Fernando Teixera, 15 ans, portugais , alors qu'il fuit sa famille , se fait enrôler contre son gré comme soldat de l'Armée des Indes . La devise qui le représente le mieux est : "toujours au mauvais endroit au mauvais moment depuis qu'il est né " Il est accompagné de Simao qui veut écrire leur histoire et a un sempiternel petit sourire ironique .

Marie, une jeune fille née dans une famille pauvre du Médoc, doit fuir car elle a , pour se défendre , gravement blessé un fils de famille. Elle se réfugie chez son oncle Louis, un pilleur d'épaves et un assassin sans foi ni loi hors la sienne au milieu d'un campement de résiniers et de costejaires .

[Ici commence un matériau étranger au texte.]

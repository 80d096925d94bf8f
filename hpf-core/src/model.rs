use crate::Mat;

use gamma_param::io::write_factors_parquet;
use rec_data::EntityIndex;

/// Learned posterior-mean factor matrices, the only object surviving a
/// training run. Rows follow the dense positions of the bundled
/// indexes.
#[derive(Debug, Clone)]
pub struct HpfModel {
    pub user_features: Mat,
    pub item_features: Mat,
    pub user_index: EntityIndex,
    pub item_index: EntityIndex,
}

impl HpfModel {
    pub fn num_users(&self) -> usize {
        self.user_features.nrows()
    }

    pub fn num_items(&self) -> usize {
        self.item_features.nrows()
    }

    pub fn num_factors(&self) -> usize {
        self.user_features.ncols()
    }

    /// Expected Poisson rate `E[θ_u]·E[β_i]` for an external user/item
    /// id pair; `None` when either id was unseen during training.
    pub fn expected_rate(&self, user_id: u64, item_id: u64) -> Option<f64> {
        let u = self.user_index.position(user_id)?;
        let i = self.item_index.position(item_id)?;
        Some(self.user_features.row(u).dot(&self.item_features.row(i)))
    }

    ///
    /// Write the factor matrices in long format:
    /// - `{header}.user.parquet`
    /// - `{header}.item.parquet`
    ///
    pub fn to_parquet(&self, header: &str) -> anyhow::Result<()> {
        let user_names: Vec<Box<str>> = self
            .user_index
            .ids()
            .iter()
            .map(|id| id.to_string().into_boxed_str())
            .collect();
        let item_names: Vec<Box<str>> = self
            .item_index
            .ids()
            .iter()
            .map(|id| id.to_string().into_boxed_str())
            .collect();

        write_factors_parquet(
            Some(&user_names),
            &self.user_features,
            &(header.to_string() + ".user.parquet"),
        )?;
        write_factors_parquet(
            Some(&item_names),
            &self.item_features,
            &(header.to_string() + ".item.parquet"),
        )?;

        Ok(())
    }
}

#[cfg(test)]
mod tests {
    use super::*;
    use approx::assert_abs_diff_eq;

    #[test]
    fn expected_rate_goes_through_the_indexes() {
        let mut user_index = EntityIndex::new();
        let mut item_index = EntityIndex::new();
        user_index.intern(100);
        user_index.intern(200);
        item_index.intern(9);

        let model = HpfModel {
            user_features: Mat::from_row_slice(2, 2, &[1.0, 2.0, 3.0, 4.0]),
            item_features: Mat::from_row_slice(1, 2, &[0.5, 0.25]),
            user_index,
            item_index,
        };

        assert_abs_diff_eq!(model.expected_rate(100, 9).unwrap(), 1.0);
        assert_abs_diff_eq!(model.expected_rate(200, 9).unwrap(), 2.5);
        assert!(model.expected_rate(300, 9).is_none());
        assert!(model.expected_rate(100, 10).is_none());
        assert_eq!(model.num_users(), 2);
        assert_eq!(model.num_items(), 1);
        assert_eq!(model.num_factors(), 2);
    }
}
/// A parameter array with two sufficient statistics (shape and rate)
/// seeded by the hyper parameters a0 and b0
pub trait TwoStatParam {
    type Mat;
    type Scalar;

    fn new(dims: (usize, usize), a0: Self::Scalar, b0: Self::Scalar) -> Self;
    fn reset_stat(&mut self);

    /// Gamma parameters must stay strictly positive; a zero or negative
    /// rate would silently turn into NaN downstream.
    fn check_positive(&self) -> anyhow::Result<()>;
}

/// Posterior estimates derived from the sufficient statistics
pub trait Inference {
    type Mat;

    /// Refresh the cached estimates from the current statistics
    fn calibrate(&mut self);

    /// `E[x] = a / b`
    fn posterior_mean(&self) -> &Self::Mat;

    /// `E[ln x] = digamma(a) - ln(b)`
    fn posterior_log_mean(&self) -> &Self::Mat;

    fn nrows(&self) -> usize;
    fn ncols(&self) -> usize;
}
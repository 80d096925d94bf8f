use crate::Mat;

use parquet::basic::Type as ParquetType;
use parquet::basic::{Compression, ConvertedType, ZstdLevel};
use parquet::data_type::{ByteArray, ByteArrayType, DoubleType};
use parquet::file::properties::WriterProperties;
use parquet::file::writer::SerializedFileWriter;
use parquet::schema::types::Type;
use std::fs::File;
use std::sync::Arc;

///
/// Write a dense factor matrix in long format: one record per
/// `(row, factor, value)` cell, zstd-compressed.
///
/// * `row_names`: external names for the matrix rows; the dense row
///   number is used when absent
/// * `factors`: rows x K matrix
/// * `file_path`: output parquet file
///
pub fn write_factors_parquet(
    row_names: Option<&[Box<str>]>,
    factors: &Mat,
    file_path: &str,
) -> anyhow::Result<()> {
    if let Some(names) = row_names {
        anyhow::ensure!(
            names.len() == factors.nrows(),
            "number of row names and matrix rows should match"
        );
    }

    // define schema
    let fields = vec![
        ("row", ParquetType::BYTE_ARRAY, ConvertedType::UTF8),
        ("factor", ParquetType::BYTE_ARRAY, ConvertedType::UTF8),
        ("value", ParquetType::DOUBLE, ConvertedType::NONE),
    ];

    let schema = Arc::new(
        Type::group_type_builder("FactorMatrix")
            .with_fields(
                fields
                    .into_iter()
                    .map(|(name, parquet_type, converted_type)| {
                        Arc::new(
                            Type::primitive_type_builder(name, parquet_type)
                                .with_repetition(parquet::basic::Repetition::REQUIRED)
                                .with_converted_type(converted_type)
                                .build()
                                .unwrap(),
                        )
                    })
                    .collect(),
            )
            .build()?,
    );

    // melt the matrix into long-format columns
    let nelem = factors.nrows() * factors.ncols();
    let mut rows = Vec::with_capacity(nelem);
    let mut cols = Vec::with_capacity(nelem);
    let mut values = Vec::with_capacity(nelem);

    for k in 0..factors.ncols() {
        let factor_label = ByteArray::from(k.to_string().as_bytes());
        for r in 0..factors.nrows() {
            let row_label = if let Some(names) = row_names {
                ByteArray::from(names[r].as_ref())
            } else {
                ByteArray::from(r.to_string().as_bytes())
            };
            rows.push(row_label);
            cols.push(factor_label.clone());
            values.push(factors[(r, k)]);
        }
    }

    // write data to parquet
    let file = File::create(file_path)?;
    let zstd_level = ZstdLevel::try_new(5)?;
    let writer_properties = Arc::new(
        WriterProperties::builder()
            .set_compression(Compression::ZSTD(zstd_level))
            .build(),
    );
    let mut writer = SerializedFileWriter::new(file, schema, writer_properties)?;
    let mut row_group_writer = writer.next_row_group()?;

    for data in [&rows, &cols] {
        if let Some(mut column_writer) = row_group_writer.next_column()? {
            let typed_writer = column_writer.typed::<ByteArrayType>();
            typed_writer.write_batch(data, None, None)?;
            column_writer.close()?;
        }
    }

    if let Some(mut column_writer) = row_group_writer.next_column()? {
        let typed_writer = column_writer.typed::<DoubleType>();
        typed_writer.write_batch(&values, None, None)?;
        column_writer.close()?;
    }

    row_group_writer.close()?;
    writer.close()?;

    Ok(())
}
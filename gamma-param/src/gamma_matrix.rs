extern crate special;

use crate::traits::*;
use crate::Mat;

/// A rows x K matrix of independent Gamma variational parameters.
#[derive(Debug, Clone)]
pub struct GammaMatrix {
    num_rows: usize,
    num_columns: usize,
    //////////////////////
    // hyper parameters //
    //////////////////////
    a0: f64,
    b0: f64,
    ///////////////////////////
    // sufficient statistics //
    ///////////////////////////
    shape: Mat,
    rate: Mat,
    //////////////////////////
    // estimated parameters //
    //////////////////////////
    estimated_mean: Mat,
    estimated_log_mean: Mat,
}

impl GammaMatrix {
    pub fn shape(&self) -> &Mat {
        &self.shape
    }

    pub fn rate(&self) -> &Mat {
        &self.rate
    }

    pub fn shape_mut(&mut self) -> &mut Mat {
        &mut self.shape
    }

    pub fn rate_mut(&mut self) -> &mut Mat {
        &mut self.rate
    }

    /// Both statistics at once, for updates that write shape and rate
    /// in the same pass.
    pub fn stats_mut(&mut self) -> (&mut Mat, &mut Mat) {
        (&mut self.shape, &mut self.rate)
    }
}

impl TwoStatParam for GammaMatrix {
    type Mat = Mat;
    type Scalar = f64;

    fn new(dims: (usize, usize), a0: Self::Scalar, b0: Self::Scalar) -> Self {
        Self {
            num_rows: dims.0,
            num_columns: dims.1,
            a0,
            b0,
            shape: Mat::from_element(dims.0, dims.1, a0),
            rate: Mat::from_element(dims.0, dims.1, b0),
            estimated_mean: Mat::zeros(dims.0, dims.1),
            estimated_log_mean: Mat::zeros(dims.0, dims.1),
        }
    }

    fn reset_stat(&mut self) {
        self.shape.fill(self.a0);
        self.rate.fill(self.b0);
    }

    fn check_positive(&self) -> anyhow::Result<()> {
        for &a in self.shape.iter() {
            anyhow::ensure!(a.is_finite() && a > 0.0, "non-positive shape: {}", a);
        }
        for &b in self.rate.iter() {
            anyhow::ensure!(b.is_finite() && b > 0.0, "non-positive rate: {}", b);
        }
        Ok(())
    }
}

impl Inference for GammaMatrix {
    type Mat = Mat;

    fn calibrate(&mut self) {
        use special::Gamma;
        self.estimated_mean = self.shape.zip_map(&self.rate, |a, b| a / b);
        self.estimated_log_mean = self.shape.zip_map(&self.rate, |a, b| a.digamma() - b.ln());
    }

    fn posterior_mean(&self) -> &Self::Mat {
        &self.estimated_mean
    }

    fn posterior_log_mean(&self) -> &Self::Mat {
        &self.estimated_log_mean
    }

    fn nrows(&self) -> usize {
        self.num_rows
    }

    fn ncols(&self) -> usize {
        self.num_columns
    }
}
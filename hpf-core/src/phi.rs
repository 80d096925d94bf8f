//! Per-observation soft assignment (φ) of each rating's count across
//! the K latent features, accumulated into the next-iteration shape
//! matrices.

use crate::state::VariationalState;
use crate::DVec;

use gamma_param::traits::Inference;
use rec_data::RatingEntry;

///
/// Normalize a vector of unnormalized log-weights in place so that it
/// becomes a probability vector summing to one. The log-sum is
/// accumulated left-to-right with the two-term stable recurrence, so
/// arbitrarily large log-weight magnitudes do not overflow.
///
pub fn log_normalize(phi: &mut DVec) {
    let size = phi.len();
    if size == 1 {
        phi[0] = 1.0;
    }

    if size > 1 {
        let mut logsum = phi[0];
        for i in 1..size {
            let phi_k = phi[i];
            if phi_k < logsum {
                logsum += (1.0 + (phi_k - logsum).exp()).ln();
            } else {
                logsum = phi_k + (1.0 + (logsum - phi_k).exp()).ln();
            }
        }

        for k in 0..size {
            phi[k] = (phi[k] - logsum).exp();
        }
    }
}

///
/// Phase-1 update: for every training entry with a positive value,
/// compute the per-feature log-weights `E[ln θ_uk] + E[ln β_ik]` from
/// the calibrated log-means, normalize them in log space, scale by the
/// rating value when it exceeds one, and add the result into the
/// `*_shape_next` accumulator rows of the entry's user and item.
/// Entries with value <= 0 are unobserved and contribute nothing.
///
/// Precondition: `user_weights` and `item_weights` have been
/// calibrated on the current statistics.
///
pub fn accumulate_soft_counts(state: &mut VariationalState, train: &[RatingEntry]) {
    let VariationalState {
        user_weights,
        item_weights,
        user_shape_next,
        item_shape_next,
        ..
    } = state;

    let user_log_mean = user_weights.posterior_log_mean();
    let item_log_mean = item_weights.posterior_log_mean();

    let kk = user_weights.ncols();
    let mut phi = DVec::zeros(kk);

    for entry in train {
        if entry.value <= 0.0 {
            continue;
        }

        for k in 0..kk {
            phi[k] = user_log_mean[(entry.user, k)] + item_log_mean[(entry.item, k)];
        }
        log_normalize(&mut phi);

        // counts above one act as proportionally larger pseudo-observations;
        // values in (0, 1] are deliberately left unscaled
        if entry.value > 1.0 {
            phi *= entry.value;
        }

        for k in 0..kk {
            user_shape_next[(entry.user, k)] += phi[k];
            item_shape_next[(entry.item, k)] += phi[k];
        }
    }
}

Diogo Silva, un habitant de Salvador de Bahia fuit après l'incendie de sa maison lors de l'invasion des hollandais et se réfugie dans la forêt où il fait la connaissance de l'indien Ignacio. Faits prisonniers , ils sont finalement embarqués à bord 'un navire portugais en partance vers l'Europe.

Leurs péripéties s'entrecroisent au milieu des luttes de pouvoir entre Espagne et Portugal , entre capitaines, gouverneurs et autres hommes puissants qui ne cherchent que gloire ou richesse , entre attaques des anglais ou des hollandais que ce soit en Europe, en Inde ou au Brésil avec comme constante la traversée des océans sur des navires qui se veulent de plus en plus gros à l'image de l'appétit de profits de cette route des Indes et au dépens de leur maniabilité et du bien-être de leurs occupants , les images des cales des bateaux sont terrifiantes !

Un entassement d'hommes, soldats, marins et marchands dont la vie tient à peu de choses au milieu des mers déchainées .

Yan Lespoux décrit avec un luxe de détails à la fois les batailles inégales entre les bateaux et les éléments maritimes furieux qui finissent généralement par le naufrage des navires , comme les palais luxueux de Bijapur , ou le camp misérable des résiniers landais .

C'est épique, vivant , avec une écriture précise, souvent magnifique malgré la dureté des descriptions .

Les aventures des jeunes héros , tous attachants, que le lecteur suit avec angoisse sont trépidantes , on ne s'ennuie pas même lors des longues pages sur les mers . On s'y croit presque ...

Si je devais donner un prix littéraire pour cette rentrée très riche en excellentes lectures, ce roman serait à coup sur dans le peloton de tête .

Je remercie Masse Critique et Agullo Éditions pour cette belle découverte avec une mention spéciale également pour la couverture très bien choisie !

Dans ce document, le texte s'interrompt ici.